Tuesday, February 2, 2010

A sex scandal done right

Americans like to think everything is always bigger and better in the United States. That includes our political sex scandals. Sex in the Oval Office, affairs with South American beauties, illegitimate children with campaign workers. Possibly illegal flirtations with congressional paiges. The occasional hooker, male and female. So scandalous, especially for a nation that somehow manages to be more obsessed with sex than Kinsey while also being as prudish as a born-again Sunday school teacher.

But the last few days, I've realized American politicans are often just amateurs when it comes to matters of the heart and loins. Want a sex scandal? Do a Google News search of Jacob Zuma.

The South African president is a charismatic leader. A former prisoner on the infamous Robben Island - which was where Nelson Mandela was also imprisoned - Zuma took over in 2009, despite a recent rap sheet that included charges of corruption and rape. One case involved bribery. More seriously, he faced charges in 2005 that he raped a woman who was known to be HIV positive. Zuma said the sex was consensual.

That trial led to the type of accusations and revelations that a headline writer at the New York Post fantasizes about. Here's a paragraph from Wikipedia recapping part of the events:

"The trial also generated political controversy when Zuma, who at the time headed the National AIDS Council, admitted that he had not used a condom when having sex with the woman who now accuses him of rape, despite knowing that she was HIV-positive. He stated in court that he took a shower afterwards to 'cut the risk of contracting HIV.'"

What's the most stunning part of that paragraph? At first blush you might say the shower line. Rinse, lather, repeat. Wash away that HIV. Or maybe the line about not using protection despite knowing she was HIV-positive is the most alarming. It certainly might be the most arrogant and dumbest. My choice? The fact he headed the National AIDS Council at the time. Think of someone like C. Everett Koop back in the day saying he had unprotected sex with a woman and then took a bath to cleanse himself of any possible virus.

Who would suffer an on-air coronary first: Chris Matthews or Bill O'Reilly?

Anyway, that's in the past, if not the distant past. Although, imagine an American presidential candidate who sports that resume. Think he'd make it through the New Hampshire primary?

Zuma survived those legal difficulties and ascended to the presidency. Now to the present scandal, which combines aspects of Big Love and the John Edwards fiasco. Zuma's an avowed polygamist. He currently has three wives and has been married five times. All of that's well-known.

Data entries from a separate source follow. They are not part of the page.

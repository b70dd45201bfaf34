// In-memory DataStore used by the integration tests in place of a MongoDB server.
#![allow(dead_code)]

use std::collections::HashMap;
use std::path::Path;
use std::sync::{Arc, Mutex, MutexGuard};
use std::time::Duration;

use async_trait::async_trait;
use mongo_bench::{
    DataStore, DownloadMode, FileRecord, Filter, StoreError, StoreOutcome, StoreResult,
    UploadMode,
};

#[derive(Debug, Clone, PartialEq)]
pub enum Call {
    Ping,
    InsertOne(String),
    InsertMany(usize),
    UpdateOne(Filter),
    UpdateMany(Filter),
    DeleteOne(Filter),
    DeleteMany(Filter),
    DropCollection,
    FindOne(Filter, bool),
    FindMany(Filter, Option<String>, bool),
    CreateIndex(String),
    Upload(UploadMode, String),
    Download(DownloadMode, String),
    DropBucket,
    Close,
}

#[derive(Debug, Default)]
pub struct Shared {
    pub calls: Vec<Call>,
    pub records: Vec<FileRecord>,
    pub indexes: Vec<String>,
    pub blobs: Vec<(String, Vec<u8>)>,
    collection_exists: bool,
}

/// Lets a test inspect the store after the runner has consumed it.
#[derive(Clone)]
pub struct Handle(Arc<Mutex<Shared>>);

impl Handle {
    pub fn lock(&self) -> MutexGuard<'_, Shared> {
        self.0.lock().unwrap()
    }

    pub fn calls(&self) -> Vec<Call> {
        self.lock().calls.clone()
    }

    pub fn count(&self, pred: impl Fn(&Call) -> bool) -> usize {
        self.lock().calls.iter().filter(|c| pred(c)).count()
    }
}

pub struct MemoryStore {
    name: String,
    shared: Arc<Mutex<Shared>>,
    unreachable: bool,
    failing_close: bool,
    strict_drop: bool,
    failing: Vec<&'static str>,
    delays: HashMap<&'static str, Duration>,
}

impl MemoryStore {
    pub fn new(name: &str) -> (Self, Handle) {
        let shared = Arc::new(Mutex::new(Shared::default()));
        let store = MemoryStore {
            name: name.to_string(),
            shared: shared.clone(),
            unreachable: false,
            failing_close: false,
            strict_drop: false,
            failing: Vec::new(),
            delays: HashMap::new(),
        };
        (store, Handle(shared))
    }

    pub fn unreachable(mut self) -> Self {
        self.unreachable = true;
        self
    }

    pub fn failing_close(mut self) -> Self {
        self.failing_close = true;
        self
    }

    /// Dropping a collection that does not exist fails with "ns not found".
    pub fn strict_drop(mut self) -> Self {
        self.strict_drop = true;
        self
    }

    /// Every call to `op` fails.
    pub fn failing(mut self, op: &'static str) -> Self {
        self.failing.push(op);
        self
    }

    /// Every call to `op` sleeps `delay` first.
    pub fn delay(mut self, op: &'static str, delay: Duration) -> Self {
        self.delays.insert(op, delay);
        self
    }

    async fn enter(&self, op: &'static str, call: Call) -> StoreResult<MutexGuard<'_, Shared>> {
        if let Some(delay) = self.delays.get(op) {
            tokio::time::sleep(*delay).await;
        }
        let mut shared = self.shared.lock().unwrap();
        shared.calls.push(call);
        if self.failing.contains(&op) {
            return Err(StoreError::other(format!("{} failed", op)));
        }
        Ok(shared)
    }
}

fn matches(filter: &Filter, record: &FileRecord) -> bool {
    match filter {
        Filter::All => true,
        Filter::Updated => record.updated,
        Filter::CountBelow(n) => record.count < *n,
        Filter::Id(id) => &record.id == id,
    }
}

fn insert(shared: &mut Shared, record: &FileRecord) -> StoreResult<()> {
    if shared.records.iter().any(|r| r.id == record.id) {
        return Err(StoreError::other(format!("E11000 duplicate key: {}", record.id)));
    }
    shared.records.push(record.clone());
    shared.collection_exists = true;
    Ok(())
}

#[async_trait]
impl DataStore for MemoryStore {
    fn name(&self) -> &str {
        &self.name
    }

    async fn ping(&mut self) -> StoreResult<()> {
        self.enter("ping", Call::Ping).await?;
        if self.unreachable {
            return Err(StoreError::other("connection refused"));
        }
        Ok(())
    }

    async fn insert_one(&mut self, record: &FileRecord) -> StoreResult<StoreOutcome> {
        let mut shared = self.enter("insert_one", Call::InsertOne(record.id.clone())).await?;
        insert(&mut shared, record)?;
        Ok(StoreOutcome::documents(1))
    }

    async fn insert_many(&mut self, records: &[FileRecord]) -> StoreResult<StoreOutcome> {
        let mut shared = self.enter("insert_many", Call::InsertMany(records.len())).await?;
        for record in records {
            insert(&mut shared, record)?;
        }
        Ok(StoreOutcome::documents(records.len() as u64))
    }

    async fn update_one(&mut self, filter: &Filter) -> StoreResult<StoreOutcome> {
        let mut shared = self.enter("update_one", Call::UpdateOne(filter.clone())).await?;
        let modified = match shared.records.iter_mut().find(|r| matches(filter, r)) {
            Some(record) if !record.updated => {
                record.updated = true;
                1
            }
            _ => 0,
        };
        Ok(StoreOutcome::documents(modified))
    }

    async fn update_many(&mut self, filter: &Filter) -> StoreResult<StoreOutcome> {
        let mut shared = self.enter("update_many", Call::UpdateMany(filter.clone())).await?;
        let mut modified = 0;
        for record in shared.records.iter_mut().filter(|r| matches(filter, r)) {
            if !record.updated {
                record.updated = true;
                modified += 1;
            }
        }
        Ok(StoreOutcome::documents(modified))
    }

    async fn delete_one(&mut self, filter: &Filter) -> StoreResult<StoreOutcome> {
        let mut shared = self.enter("delete_one", Call::DeleteOne(filter.clone())).await?;
        match shared.records.iter().position(|r| matches(filter, r)) {
            Some(i) => {
                shared.records.remove(i);
                Ok(StoreOutcome::documents(1))
            }
            None => Ok(StoreOutcome::documents(0)),
        }
    }

    async fn delete_many(&mut self, filter: &Filter) -> StoreResult<StoreOutcome> {
        let mut shared = self.enter("delete_many", Call::DeleteMany(filter.clone())).await?;
        let before = shared.records.len();
        shared.records.retain(|r| !matches(filter, r));
        Ok(StoreOutcome::documents((before - shared.records.len()) as u64))
    }

    async fn drop_collection(&mut self) -> StoreResult<StoreOutcome> {
        let strict = self.strict_drop;
        let mut shared = self.enter("drop_collection", Call::DropCollection).await?;
        if strict && !shared.collection_exists {
            return Err(StoreError::other("ns not found"));
        }
        shared.records.clear();
        shared.indexes.clear();
        shared.collection_exists = false;
        Ok(StoreOutcome::default())
    }

    async fn find_one(&mut self, filter: &Filter, decode: bool) -> StoreResult<StoreOutcome> {
        let shared = self.enter("find_one", Call::FindOne(filter.clone(), decode)).await?;
        let found = shared.records.iter().any(|r| matches(filter, r));
        Ok(StoreOutcome::documents(found as u64))
    }

    async fn find_many(
        &mut self,
        filter: &Filter,
        hint: Option<&str>,
        decode: bool,
    ) -> StoreResult<StoreOutcome> {
        let call = Call::FindMany(filter.clone(), hint.map(str::to_string), decode);
        let shared = self.enter("find_many", call).await?;
        if let Some(field) = hint {
            if !shared.indexes.iter().any(|i| i == field) {
                return Err(StoreError::other(
                    "hint provided does not correspond to an existing index",
                ));
            }
        }
        let n = shared.records.iter().filter(|r| matches(filter, r)).count();
        Ok(StoreOutcome::documents(n as u64))
    }

    async fn create_index(&mut self, field: &str) -> StoreResult<StoreOutcome> {
        let mut shared = self.enter("create_index", Call::CreateIndex(field.to_string())).await?;
        if !shared.indexes.iter().any(|i| i == field) {
            shared.indexes.push(field.to_string());
        }
        shared.collection_exists = true;
        Ok(StoreOutcome::default())
    }

    async fn upload(
        &mut self,
        mode: UploadMode,
        filename: &str,
        source: &Path,
    ) -> StoreResult<StoreOutcome> {
        let content = tokio::fs::read(source).await?;
        let mut shared = self.enter("upload", Call::Upload(mode, filename.to_string())).await?;
        let length = content.len() as u64;
        shared.blobs.push((filename.to_string(), content));
        Ok(StoreOutcome::bytes(length))
    }

    async fn download(&mut self, mode: DownloadMode, filename: &str) -> StoreResult<StoreOutcome> {
        let shared = self.enter("download", Call::Download(mode, filename.to_string())).await?;
        let content = shared
            .blobs
            .iter()
            .rev()
            .find(|(name, _)| name == filename)
            .map(|(_, content)| content)
            .ok_or_else(|| StoreError::other(format!("file not found: {}", filename)))?;
        let read = match mode {
            DownloadMode::ToBuffer => content.len(),
            DownloadMode::OpenStream => content.len().min(1024),
        };
        Ok(StoreOutcome::bytes(read as u64))
    }

    async fn drop_bucket(&mut self) -> StoreResult<StoreOutcome> {
        let mut shared = self.enter("drop_bucket", Call::DropBucket).await?;
        shared.blobs.clear();
        Ok(StoreOutcome::default())
    }

    async fn close(&mut self) -> StoreResult<()> {
        self.enter("close", Call::Close).await?;
        if self.failing_close {
            return Err(StoreError::other("connection reset during shutdown"));
        }
        Ok(())
    }
}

He has 20 children. That number was thought to be 19, until this past Sunday, when The Sunday Times in Cape Town reported that Zuma had fathered a child with the daughter of Irvin Khoza, who is a South African soccer administrator (to keep with the American analogies, what would this be like? George W. Bush having a kid with Bud Selig's daughter?). The child was born last October. There are rumors he might marry the woman, which would make her the sixth Mrs. Zuma overall and the fourth active one. Not surprisingly, many were outraged. The front-pages have been filled with angry responses from incredulous opposition. But others saw it as no big deal. And considering Zuma's past and his continued march to power, it's easy to think that viewpoint might end up being the prevailing opinion in the country. If rape, corruption and about 100 other controversies haven't ended Zuma's political career, is one more child born outside his marriage(s) going to do much harm? Maybe a better question would be, should it irreprably harm him?

As someone who rolls his eyes at the outrage - real and fake - that sweeps the U.S. whenever a politican is caught with his pants down or at least unzipped, I say no. But that doesn't mean I necessarily agree with the ANC leader who said, "We are Africans and sitting here all of us, Zuma is our father so we are not qualified to talk about that." People in this country should at least be able to talk about it, and then decide if any actions should follow.

Polygamy, kids with daughter's of friends, disease. Presidents.

Doesn't all of this make Larry Craig seem a little boring?